- **EXERCISE REQUIREMENTS**
For each line of the data below that includes the string "DateWindow", count one, and answer with the sum only.

__________________________________________________

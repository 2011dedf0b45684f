//! The seam between fetchers and the accounting platform.

use async_trait::async_trait;
use chrono::NaiveDate;
use ledgerlink_core::journals::DateWindow;
use ledgerlink_core::schema::RawDocument;
use ledgerlink_shared::types::PageRequest;

use crate::error::FetchResult;

/// Raw access to the accounting platform's endpoints.
///
/// Implementations perform exactly one request per call and never retry.
/// A response without a body is `Ok(None)`.
#[async_trait]
pub trait AccountingApi: Send + Sync {
    /// Fetches the trial balance report as of `date`.
    async fn trial_balance(&self, tenant_id: &str, date: NaiveDate)
    -> FetchResult<Option<RawDocument>>;

    /// Fetches one page of journals.
    async fn journals(
        &self,
        tenant_id: &str,
        query: &JournalsQuery,
    ) -> FetchResult<Option<RawDocument>>;

    /// Lists the tenants the credential can access.
    async fn connections(&self) -> FetchResult<Option<RawDocument>>;
}

/// Parameters of one journals page request.
#[derive(Debug, Clone, Copy, PartialEq, Eq)]
pub struct JournalsQuery {
    /// Posting date range, sent as a server-side filter.
    pub window: DateWindow,
    /// Offset and page size.
    pub page: PageRequest,
}

impl JournalsQuery {
    /// Sort order requested from the server.
    pub const ORDER: &'static str = "JournalDate ASC";

    /// Server-side filter expression for the date range.
    #[must_use]
    pub fn where_clause(&self) -> String {
        format!(
            "JournalDate>=DateTime({}) AND JournalDate<=DateTime({})",
            self.window.start().format("%Y,%m,%d"),
            self.window.end().format("%Y,%m,%d"),
        )
    }

    /// Query string pairs for the request.
    #[must_use]
    pub fn query_pairs(&self) -> Vec<(&'static str, String)> {
        vec![
            ("where", self.where_clause()),
            ("order", Self::ORDER.to_string()),
            ("offset", self.page.offset.to_string()),
            ("pageSize", self.page.page_size.to_string()),
        ]
    }
}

__________________________________________________

- **RESULT BELOW**
2